When historians of the future ponder our fate around their
campfires, they will marvel that this society invited such a temporizing
little nerd to act as its Oracle-in-Chief... that he made periodic visits to
sit before the poobahs of the land, and issued prophesies that nobody could
really understand -- and that the fate of the people in this land hung on his
muttered ambiguities. Let's face it: people need oracles when they don't know
what the fuck is going on.
What's going on is as follows: America's central bank is trying
to compensate for a floundering economy that will never return to its prior
state.
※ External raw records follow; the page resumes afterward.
//! Product reviews and the aggregate derived from them.

use chrono::{DateTime, Utc};
use serde::{Deserialize, Serialize};
use uuid::Uuid;

use super::{Collection, EntityKey, ProductId, SyncableEntity, UserId};

/// Star rating between 1 and 5 inclusive.
#[derive(Debug, Clone, Copy, PartialEq, Eq, PartialOrd, Ord, Serialize, Deserialize)]
#[serde(try_from = "u8", into = "u8")]
pub struct Rating(u8);

/// Error returned when a rating falls outside `1..=5`.
#[derive(Debug, Clone, Copy, PartialEq, Eq, thiserror::Error)]
#[error("rating must be between 1 and 5, got {value}")]
pub struct RatingOutOfRange {
    /// The rejected value.
    pub value: u8,
}

impl Rating {
    /// Lowest accepted rating.
    pub const MIN: u8 = 1;
    /// Highest accepted rating.
    pub const MAX: u8 = 5;

    /// Validate and wrap a star count.
    pub fn new(value: u8) -> Result<Self, RatingOutOfRange> {
        if (Self::MIN..=Self::MAX).contains(&value) {
            Ok(Self(value))
        } else {
            Err(RatingOutOfRange { value })
        }
    }

    /// Star count.
    pub fn get(self) -> u8 {
        self.0
    }
}

impl TryFrom<u8> for Rating {
    type Error = RatingOutOfRange;

    fn try_from(value: u8) -> Result<Self, Self::Error> {
        Self::new(value)
    }
}

impl From<Rating> for u8 {
    fn from(value: Rating) -> Self {
        value.0
    }
}

/// Reference to an image on the device, prior to upload.
#[derive(Debug, Clone, PartialEq, Eq, Hash, Serialize, Deserialize)]
#[serde(transparent)]
pub struct LocalImageRef(String);

impl LocalImageRef {
    /// Wrap a device-local image reference.
    pub fn new(value: impl Into<String>) -> Self {
        Self(value.into())
    }

    /// Borrow the reference.
    pub fn as_str(&self) -> &str {
        self.0.as_str()
    }
}

/// A review as submitted from the device, before images are uploaded.
#[derive(Debug, Clone, PartialEq, Eq)]
pub struct ReviewDraft {
    /// Reviewed product.
    pub product_id: ProductId,
    /// Star rating.
    pub rating: Rating,
    /// Review body.
    pub text: String,
    /// Images to upload and attach.
    pub images: Vec<LocalImageRef>,
}

/// A persisted product review.
#[derive(Debug, Clone, PartialEq, Eq, Serialize, Deserialize)]
#[serde(rename_all = "camelCase")]
pub struct Review {
    /// Review identifier.
    pub id: Uuid,
    /// Author.
    pub user_id: UserId,
    /// Reviewed product.
    pub product_id: ProductId,
    /// Star rating.
    pub rating: Rating,
    /// Review body.
    pub text: String,
    /// Uploaded image URLs.
    #[serde(default)]
    pub image_urls: Vec<String>,
    /// Submission time.
    pub created_at: DateTime<Utc>,
}

impl SyncableEntity for Review {
    const COLLECTION: Collection = Collection::Reviews;

    fn key(&self) -> EntityKey {
        EntityKey::from(&self.id)
    }
}

/// Marks a review as helpful for the signed-in user.
#[derive(Debug, Clone, PartialEq, Eq, Serialize, Deserialize)]
#[serde(rename_all = "camelCase")]
pub struct HelpfulMark {
    /// Review marked as helpful.
    pub review_id: Uuid,
}

impl SyncableEntity for HelpfulMark {
    const COLLECTION: Collection = Collection::HelpfulReviews;

    fn key(&self) -> EntityKey {
        EntityKey::from(&self.review_id)
    }
}

/// Review count and mean rating of one product.
///
/// Always recomputed from the full review set; never patched incrementally.
#[derive(Debug, Clone, Copy, PartialEq, Serialize, Deserialize)]
#[serde(rename_all = "camelCase")]
pub struct ReviewAggregate {
    /// Number of reviews.
    pub count: u32,
    /// Arithmetic mean of all ratings, `0.0` when there are none.
    pub mean_rating: f64,
}

impl ReviewAggregate {
    /// Compute the aggregate over `reviews`.
    ///
    /// # Examples
    /// ```
    /// use storefront::domain::{Rating, ReviewAggregate};
    ///
    /// let ratings = [4, 5, 3].map(|value| Rating::new(value).expect("valid rating"));
    /// let aggregate = ReviewAggregate::from_ratings(ratings);
    /// assert_eq!(aggregate.count, 3);
    /// assert_eq!(aggregate.stars(), 4);
    /// ```
    pub fn from_ratings<I>(ratings: I) -> Self
    where
        I: IntoIterator<Item = Rating>,
    {
        let (count, sum) = ratings
            .into_iter()
            .fold((0_u32, 0_u64), |(count, sum), rating| {
                (count.saturating_add(1), sum + u64::from(rating.get()))
            });
        let mean_rating = if count == 0 {
            0.0
        } else {
            sum as f64 / f64::from(count)
        };
        Self { count, mean_rating }
    }

    /// Compute the aggregate over full review records.
    pub fn from_reviews<'a, I>(reviews: I) -> Self
    where
        I: IntoIterator<Item = &'a Review>,
    {
        Self::from_ratings(reviews.into_iter().map(|review| review.rating))
    }

    /// Mean rating truncated to whole stars for display.
    pub fn stars(&self) -> u8 {
        // Truncation towards zero; the mean never exceeds Rating::MAX.
        self.mean_rating.trunc().clamp(0.0, f64::from(Rating::MAX)) as u8
    }
}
The economy is floundering because its scale and mode of operation are
no longer consistent with what reality offers in the way of available
resources at the right price, especially oil. So, rather than change the
scale and mode of operations in this economy -- that is, do things
differently -- we try to keep doing things the same by flushing more
"money" into the system, as though it were a captive beast
receiving nutriment.
One problem with that is that the "money" is no longer
money. That is, it's not really an effective store of value, or pricing
reference. It remains for the moment a medium of exchange, but the persons
exchanging it grow suspicious of what this "money" purports to
represent. Does it stand for promises of future repayment? Hmmmm. Those
promises are looking sketchy lately, especially since this is an economy that
does not generate enough new real wealth to make the interest payments, let
alone manage to pay back the principal. Is it a claim on future work? Some
are afraid that the future work deliverable will be less than they expect.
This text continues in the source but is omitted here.